= Beginning of Section =

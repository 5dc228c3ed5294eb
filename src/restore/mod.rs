//! Restoring staged templates
//!
//! Restore renames each `.original` backup back over its working file, after
//! checking the backup against the digest recorded in the stage journal. A
//! backup that cannot be verified is never renamed. It is idempotent: targets
//! without a backup are skipped, so calling it again after a successful restore
//! does nothing.
//!
//! [`StagedTree`] wraps a staged set and restores it on drop, so a build
//! failure, an early `?` return or a panic all leave the tree as checked in.

mod guard;

pub use guard::StagedTree;

use std::fs;
use std::path::Path;

use tracing::{debug, info, warn};

use crate::error::{Result, SetupError};
use crate::hash;
use crate::template::{BuildTarget, StageJournal, TemplateEngine};

/// Put every staged target back to its original content
///
/// Keeps going after a failed target so as many files as possible are
/// restored, then returns the first error. The journal is removed once no
/// target is left staged. Returns the number of files restored.
pub fn restore(targets: &mut [BuildTarget], journal_path: &Path) -> Result<usize> {
    let journal = match StageJournal::load(journal_path) {
        Ok(journal) => journal,
        Err(e) => {
            warn!("stage journal unusable, only verifiable backups will be restored: {e}");
            None
        }
    };

    let mut restored = 0;
    let mut first_error = None;

    for target in targets.iter_mut() {
        let Some(backup) = target.backup_path.clone() else {
            continue;
        };

        match restore_one(&target.working_path, &backup, journal.as_ref()) {
            Ok(()) => {
                debug!(path = %target.working_path.display(), "restored");
                target.backup_path = None;
                restored += 1;
            }
            Err(e) => {
                warn!("{e}");
                first_error.get_or_insert(e);
            }
        }
    }

    if let Some(e) = first_error {
        return Err(e);
    }

    if journal_path.exists() {
        fs::remove_file(journal_path).map_err(|e| SetupError::RestoreFailed {
            path: journal_path.display().to_string(),
            reason: e.to_string(),
        })?;
    }

    if restored > 0 {
        info!(count = restored, "restored templates");
    }
    Ok(restored)
}

fn restore_one(working: &Path, backup: &Path, journal: Option<&StageJournal>) -> Result<()> {
    if !backup.exists() {
        return Err(SetupError::RestoreFailed {
            path: working.display().to_string(),
            reason: format!("backup {} is missing", backup.display()),
        });
    }

    let backup_ok = match journal.and_then(|j| j.digest_for(working)) {
        Some(expected) => {
            if hash::hash_file(backup)? == expected {
                true
            } else if working.is_file() && hash::hash_file(working)? == expected {
                // Killed while copying the backup: the working file was never rewritten.
                debug!(path = %backup.display(), "discarding partial backup");
                false
            } else {
                return Err(SetupError::CorruptedBackup {
                    path: backup.display().to_string(),
                });
            }
        }
        None => {
            if working.is_file() && files_equal(working, backup)? {
                false
            } else {
                return Err(SetupError::CorruptedBackup {
                    path: backup.display().to_string(),
                });
            }
        }
    };

    let outcome = if backup_ok {
        fs::rename(backup, working)
    } else {
        fs::remove_file(backup)
    };
    outcome.map_err(|e| SetupError::RestoreFailed {
        path: working.display().to_string(),
        reason: e.to_string(),
    })
}

fn files_equal(a: &Path, b: &Path) -> Result<bool> {
    Ok(hash::hash_file(a)? == hash::hash_file(b)?)
}

/// Restore whatever an interrupted run left staged
///
/// Picks up backups next to the given templates plus any extra entry the
/// journal lists. A clean tree is a no-op.
pub fn recover(engine: &TemplateEngine, templates: &[BuildTarget]) -> Result<usize> {
    let journal_path = engine.journal_path();

    let mut stale: Vec<BuildTarget> = templates
        .iter()
        .filter(|t| t.backup_location().exists())
        .map(|t| BuildTarget::adopted(t.working_path.clone(), t.backup_location()))
        .collect();

    match StageJournal::load(&journal_path) {
        Ok(Some(journal)) => {
            for entry in journal.entries {
                let known = stale.iter().any(|t| t.working_path == entry.working);
                if !known && entry.backup.exists() {
                    stale.push(BuildTarget::adopted(entry.working, entry.backup));
                }
            }
        }
        Ok(None) => {}
        Err(e) => warn!("{e}"),
    }

    if !stale.is_empty() {
        info!(count = stale.len(), "recovering templates from an interrupted run");
    }

    restore(&mut stale, &journal_path)
}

= End of Section =

Exercise instructions> Give the exact lines, and only those, from the line containing "let Some(backup) = target.backup_path.clone()" through the line containing "if restored >" in the entries above.

Written reply>
        let Some(backup) = target.backup_path.clone() else {
            continue;
        };

        match restore_one(&target.working_path, &backup, journal.as_ref()) {
            Ok(()) => {
                debug!(path = %target.working_path.display(), "restored");
                target.backup_path = None;
                restored += 1;
            }
            Err(e) => {
                warn!("{e}");
                first_error.get_or_insert(e);
            }
        }
    }

    if let Some(e) = first_error {
        return Err(e);
    }

    if journal_path.exists() {
        fs::remove_file(journal_path).map_err(|e| SetupError::RestoreFailed {
            path: journal_path.display().to_string(),
            reason: e.to_string(),
        })?;
    }

    if restored > 0 {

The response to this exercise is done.